Last night, East Brainerd, East Ridge and other neighborhoods in Chattanooga weren’t just wet — they were under water. Streets turned into rivers, intersections closed and homeowners watched floodwater inch toward their doors.
And let’s be honest: this wasn’t just “a heavy rain.” It was the predictable outcome of decades of neglecting infrastructure while fast-tracking every condo, coffee shop, vape store and tire shop that a developer could squeeze onto a lot.
Chattanooga still relies on an outdated combined sewer system in many areas — stormwater and sewage sharing the same overburdened pipes.
One good downpour and the system fails, flooding our streets and dumping raw sewage into our waterways.
Meanwhile, millions of taxpayer dollars are poured into the riverfront to impress tourists and investors. We can fast-track funding for a gazillion-dollar stadium. We can green-light sweetheart deals for developer buddies. But fixing our drainage? Repairing our crumbling roads? Giving overdue pay raises to the first responders who work through these disasters? We’re told there’s “just no money.”

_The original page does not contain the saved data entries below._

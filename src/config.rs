//! Configuration System
//!
//! Provides hierarchical configuration loading from:
//! - `spock.toml` (default configuration)
//! - `spock.local.toml` (git-ignored local overrides)
//! - Environment variables (`SPOCK_*` prefix)
//!
//! ## Example
//!
//! ```toml
//! # spock.toml
//! dimensions = 512
//! numericType = "float32"
//! vectorGeneration = "gaussian"
//! workingFolder = ".spock"
//! ```
//!
//! Environment variable overrides:
//! ```bash
//! SPOCK_DIMENSIONS=1024
//! SPOCK_LOG_LEVEL=full
//! SPOCK_WORKING_FOLDER=/var/lib/spock
//! ```

use crate::error::{SpockError, SpockResult};
use figment::providers::{Env, Format, Toml};
use figment::Figment;
use serde::{Deserialize, Serialize};
use std::path::PathBuf;

/// Element type backing every hypervector.
#[derive(Debug, Clone, Copy, PartialEq, Eq, Serialize, Deserialize)]
#[serde(rename_all = "lowercase")]
pub enum NumericType {
    Int8,
    Int16,
    Int32,
    Uint8,
    Uint16,
    Uint32,
    Float32,
    Float64,
}

impl NumericType {
    pub fn bytes_per_element(self) -> usize {
        match self {
            NumericType::Int8 | NumericType::Uint8 => 1,
            NumericType::Int16 | NumericType::Uint16 => 2,
            NumericType::Int32 | NumericType::Uint32 | NumericType::Float32 => 4,
            NumericType::Float64 => 8,
        }
    }

    pub fn is_integer(self) -> bool {
        !matches!(self, NumericType::Float32 | NumericType::Float64)
    }

    pub fn is_signed(self) -> bool {
        matches!(
            self,
            NumericType::Int8
                | NumericType::Int16
                | NumericType::Int32
                | NumericType::Float32
                | NumericType::Float64
        )
    }
}

/// Vector generation mode for fresh random hypervectors.
#[derive(Debug, Clone, Copy, PartialEq, Eq, Serialize, Deserialize)]
#[serde(rename_all = "lowercase")]
pub enum VectorGeneration {
    Gaussian,
    Bipolar,
}

/// Engine log verbosity. Controls which `tracing` events the REPL surfaces;
/// the library itself always emits the full set of spans.
#[derive(Debug, Clone, Copy, PartialEq, Eq, Serialize, Deserialize)]
#[serde(rename_all = "lowercase")]
pub enum LogLevel {
    Silent,
    Summary,
    Full,
}

/// Plateau handling strategy for the semantic gradient-descent planner.
#[derive(Debug, Clone, Copy, PartialEq, Eq, Serialize, Deserialize)]
#[serde(rename_all = "snake_case")]
pub enum PlateauStrategy {
    Fail,
    RandomRestart,
    ProceduralFallback,
}

/// Engine-wide configuration. Every field has a spec-mandated default.
///
/// Fields are renamed to the camelCase spelling spec.md §6 documents for
/// TOML (`numericType`, `workingFolder`, ...), with a snake_case `alias` so
/// the `SPOCK_*` env overrides below — which figment lowercases but does
/// not re-case to camelCase — still bind to the same field.
#[derive(Debug, Clone, Serialize, Deserialize)]
pub struct Config {
    #[serde(default = "default_dimensions")]
    pub dimensions: usize,

    #[serde(rename = "numericType", alias = "numeric_type", default = "default_numeric_type")]
    pub numeric_type: NumericType,

    #[serde(rename = "vectorGeneration", alias = "vector_generation", default = "default_vector_generation")]
    pub vector_generation: VectorGeneration,

    #[serde(rename = "workingFolder", alias = "working_folder", default = "default_working_folder")]
    pub working_folder: PathBuf,

    #[serde(rename = "theoriesPath", alias = "theories_path", default)]
    pub theories_path: Option<PathBuf>,

    #[serde(rename = "logLevel", alias = "log_level", default = "default_log_level")]
    pub log_level: LogLevel,

    #[serde(rename = "traceEnabled", alias = "trace_enabled", default = "default_true")]
    pub trace_enabled: bool,

    #[serde(rename = "planningEpsilon", alias = "planning_epsilon", default = "default_epsilon")]
    pub planning_epsilon: f64,

    #[serde(rename = "maxPlanningSteps", alias = "max_planning_steps", default = "default_max_steps")]
    pub max_planning_steps: usize,

    #[serde(rename = "plateauStrategy", alias = "plateau_strategy", default = "default_plateau_strategy")]
    pub plateau_strategy: PlateauStrategy,

    #[serde(rename = "candidateLimit", alias = "candidate_limit", default = "default_candidate_limit")]
    pub candidate_limit: usize,

    #[serde(rename = "maxRecursion", alias = "max_recursion", default = "default_max_recursion")]
    pub max_recursion: usize,

    #[serde(rename = "randomSeed", alias = "random_seed", default)]
    pub random_seed: Option<u32>,
}

fn default_dimensions() -> usize {
    512
}
fn default_numeric_type() -> NumericType {
    NumericType::Float32
}
fn default_vector_generation() -> VectorGeneration {
    VectorGeneration::Gaussian
}
fn default_working_folder() -> PathBuf {
    PathBuf::from(".spock")
}
fn default_log_level() -> LogLevel {
    LogLevel::Summary
}
fn default_true() -> bool {
    true
}
fn default_epsilon() -> f64 {
    0.05
}
fn default_max_steps() -> usize {
    100
}
fn default_plateau_strategy() -> PlateauStrategy {
    PlateauStrategy::Fail
}
fn default_candidate_limit() -> usize {
    1000
}
fn default_max_recursion() -> usize {
    100
}

impl Default for Config {
    fn default() -> Self {
        Config {
            dimensions: default_dimensions(),
            numeric_type: default_numeric_type(),
            vector_generation: default_vector_generation(),
            working_folder: default_working_folder(),
            theories_path: None,
            log_level: default_log_level(),
            trace_enabled: default_true(),
            planning_epsilon: default_epsilon(),
            max_planning_steps: default_max_steps(),
            plateau_strategy: default_plateau_strategy(),
            candidate_limit: default_candidate_limit(),
            max_recursion: default_max_recursion(),
            random_seed: None,
        }
    }
}

impl Config {
    /// Load configuration from default locations, merging in order:
    /// 1. `spock.toml` (base configuration)
    /// 2. `spock.local.toml` (local overrides, git-ignored)
    /// 3. Environment variables (`SPOCK_*` prefix, `__` nested separator)
    pub fn load() -> SpockResult<Self> {
        let config: Config = Figment::from(figment::providers::Serialized::defaults(
            Config::default(),
        ))
        .merge(Toml::file("spock.toml"))
        .merge(Toml::file("spock.local.toml"))
        .merge(Env::prefixed("SPOCK_").split("__"))
        .extract()?;
        config.validate()?;
        Ok(config)
    }

    /// Load configuration from a specific file path, still honouring env overrides.
    pub fn from_file(path: &str) -> SpockResult<Self> {
        let config: Config = Figment::from(figment::providers::Serialized::defaults(
            Config::default(),
        ))
        .merge(Toml::file(path))
        .merge(Env::prefixed("SPOCK_").split("__"))
        .extract()?;
        config.validate()?;
        Ok(config)
    }

    /// Resolved path for persisted theories.
    pub fn theories_dir(&self) -> PathBuf {
        self.theories_path
            .clone()
            .unwrap_or_else(|| self.working_folder.join("theories"))
    }

    /// Path of the canonical Truth vector dump.
    pub fn truth_path(&self) -> PathBuf {
        self.working_folder.join("truth.bin")
    }

    /// Validate invariants spec.md §6 requires before any disk I/O happens.
    pub fn validate(&self) -> SpockResult<()> {
        if self.dimensions < 64 || !self.dimensions.is_power_of_two() {
            return Err(SpockError::Configuration(format!(
                "dimensions must be a power of two >= 64, got {}",
                self.dimensions
            )));
        }
        if !(0.0..1.0).contains(&self.planning_epsilon) || self.planning_epsilon <= 0.0 {
            return Err(SpockError::Configuration(format!(
                "planningEpsilon must be in (0,1), got {}",
                self.planning_epsilon
            )));
        }
        if self.max_planning_steps == 0 {
            return Err(SpockError::Configuration(
                "maxPlanningSteps must be positive".into(),
            ));
        }
        if self.candidate_limit == 0 {
            return Err(SpockError::Configuration(
                "candidateLimit must be positive".into(),
            ));
        }
        if self.max_recursion == 0 {
            return Err(SpockError::Configuration(
                "maxRecursion must be positive".into(),
            ));
        }
        Ok(())
    }
}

Yes, the city is in the middle of a long-term wastewater upgrade, but it’s moving at a crawl while development moves at a sprint. Every time a new housing project or commercial build goes up without a single stormwater capacity improvement, we’re setting ourselves up for another night like this.
This is a matter of priorities — and right now, they’re upside down. Chattanooga needs to invest in separating sewer from stormwater, expanding drainage capacity and clearing the clogged ditches and pipes that have been neglected for years.
Because the truth is simple: the riverfront can wait. Our homes can’t. And until our city leaders understand that, we’ll keep funding photo-ops for tourists while the people who actually live here wade through another preventable mess.